In the case of Starbucks, the Commission had found that the methodology used in establishing the amount payable by way of royalty to Starbucks’ related entity did not result in arm’s length pricing and thus the Netherlands should not have granted the Advance Pricing Agreement. Similarly, in the Fiat’s case, the Commission said that the ruling issued in relation to the calculation of Fiat’s taxable basis of its financing activities in Luxembourg, constituted unlawful State Aid.
Both Starbucks and Fiat did not agree with the Commission’s decision and challenged it in Court.

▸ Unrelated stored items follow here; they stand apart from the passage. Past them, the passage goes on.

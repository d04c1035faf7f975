//! External tool detection.
//!
//! Lookups run once per process and are cached.

use std::{path::PathBuf, sync::LazyLock};

/// Location of the `zip` command, if it is on `PATH` and runs.
pub static ZIP_COMMAND: LazyLock<Option<PathBuf>> = LazyLock::new(|| match which::which("zip") {
    Ok(path) => {
        log::debug!("Found zip at: {}", path.display());

        match std::process::Command::new(&path).arg("-v").output() {
            Ok(output) if output.status.success() => {
                let banner = String::from_utf8_lossy(&output.stdout);
                let first_line = banner.lines().nth(1).unwrap_or_default();
                log::debug!("zip available: {}", first_line.trim());
                Some(path)
            }
            Ok(output) => {
                log::warn!(
                    "zip found at {} but -v check failed (exit code: {:?}). Stderr: {}",
                    path.display(),
                    output.status.code(),
                    String::from_utf8_lossy(&output.stderr)
                );
                None
            }
            Err(e) => {
                log::warn!(
                    "zip found at {} but failed to execute: {}. Check file permissions.",
                    path.display(),
                    e
                );
                None
            }
        }
    }
    Err(e) => {
        log::debug!("zip not found in PATH: {}", e);
        None
    }
});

On 24th September 2019, the General Court of the European Union delivered the much-awaited decisions. The General Court upheld the European Commission’s ruling ordering Luxembourg to recover approximately 23 million Euro from Fiat. It however annulled the Commission’s ruling ordering the Netherlands to recover approximately 26 million Euro from Starbucks, stating that the Commission was unable to prove that there was a clear advantage granted to Starbucks by means of the tax ruling.
Notwithstanding, in both cases the Court agrees with the Commission’s argument that irrespective of whether a Member State’s national tax law makes a distinction between transactions carried out intra-group and those carried out by stand-alone parties, the value of transactions carried out between related parties needs to be determined according to the arm’s length principle.
Concluding Remarks
By ensuring that any beneficial decisions given by Member States do not give rise to State Aid, the EU Commission is not only ensuring compliance to transfer pricing rules as part of its fight against tax evasion but also preventing distortion of competition.
The EU General Court’s decisions have confirmed the Commission’s entitlement in challenging special tax arrangements, also by carrying out an analysis of the application of the arms’ length principle. Vestager, the EU’s Competition Commissioner, has in fact reaffirmed that the Commission shall continue to analyse aggressive tax planning measures to ensure that EU State Aid Rules are adhered to.
From such decisions taxpayers as well as authorities should take away the fact that the concept of transacting at arm’s length has become more crucial than ever and is to be applied across the board irrespective of where the transactions are being carried out.
On the other hand, such decisions completely abolish the comfort and certainty which tax rulings used to provide to companies, in that such tax rulings can no longer be considered final, thus making companies question as to whether these may still be seen as a reliable basis on which to take a decision on costly business transactions.